CakNun.com

Di Negeri Ini Sengkuni adalah Harga Mati

Achmad Saifullah Syahid
Waktu baca ± 2 menit

Pukul 20.00 WIB saya memasuki Concert Hall Taman Budaya Yogyakarta. Kursi sudah hampir penuh terisi. Tidak perlu berebut atau khawatir tidak dapat jatah tempat duduk. Sesuai nomor kursi di tiket, saya duduk di deretan kursi D.

Mengedarkan pandangan ke sekeliling, panggung depan tampak ditimpa cahaya remang-remang. Dalam hitungan menit panggung akan berubah menjadi “dunia” di mana takdir lakon dimainkan. Tepat di depan panggung sebagian penonton duduk lesehan. Barisan duduknya rapi, seperti shof dalam shalat.

Setting dekorasi panggung sederhana saja. Beberapa kursi dan meja kayu portable ditumpuk rapi. Di bagian agak dalam dari panggung terdapat tempat buku raksasa, atau layaknya sangkar nada pada tampilan orkestra.

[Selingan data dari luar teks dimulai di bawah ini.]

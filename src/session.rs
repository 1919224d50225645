//! Session-scoped state: lifecycle signals and the locale each requester negotiated.

pub mod lifecycle;
pub mod tracker;

pub use lifecycle::{
    SessionDispatcher,
    SessionLifecycle,
    SessionListener,
};
pub use tracker::LocaleTracker;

Pukul 20.15 WIB pementasan Sengkuni 2019 dimulai. Usai dibuka dengan pengantar yang menyapa penonton, dunia di atas panggung langsung menampilkan adegan yang membetot perhatian. Sengkuni bersama tiga saudaranya: Sengkanu, Sungkono, Sangkani menjawab latar belakang misteri diri mereka.

Pakem pewayangan “terlanjur” menilai Sengkuni sebagai makhluk jahat, licik, culas. Sengkuni belum atau mungkin sengaja tidak diberi ruang kesempatan untuk menjelaskan fakta sejarah dirinya dari sisi perspektif yang lain.

Dari adegan pembuka itu, penonton benar-benar disuguhi lakon dan dialog dari empat bersaudara yang membedah latar belakang penderitaan mereka. Ini semacam lead di awal sebuah tulisan: Sengkuni, Sengkanu, Sungkono dan Sangkani menancapkan tonggak di tanah berpikir, menyusun bangunan cara menalar, sekaligus mengejek penderitaan manusia yang belum ada apa-apanya dibandingkan nasib takdir mereka.

Berbekal modal perspektif, cara berpikir serta sikap “empati” terhadap empat bersaudara yang mungkin diam-diam menyembul dari lubuk hati penonton, Sengkuni mengayun-ayunkan dinamika asosiatif mereka yang sorot matanya tertuju ke panggung pementasan.

Bukan terutama karena penonton belum mengetahui adegan apa yang akan tampil selanjutnya, melainkan setiap fakta yang mengutuh melalui dialog, frasa kalimat, celoteh yang spontan, aksesoris pemain, simbolisme yang dipasang di atas panggung–semuanya menawarkan lapisan, lipatan, tikungan, nuansa, cakrawala yang monggo disemai di ladang kesadaran masing-masing.

Penonton tidak selalu mengerutkan kening. Tidak juga disuguhi sanepan-sanepan yang berat. Gelak tawa tiba-tiba saja meledak manakala isi hati mereka disuarakan secara akurat oleh celoteh dialog pemain. Di sela tawa itu kadang terselip perasaan getir. Ungkapan, “Di negeri ini Sengkuni adalah harga mati…” menelanjangi kepongahan kita semua.

Sengkuni 2019 seperti dilahirkan kembali; menawarkan perspektif dan kesadaran yang tengah kita perlukan untuk menemukan kembali kemanusiaan kita yang ketlingsut.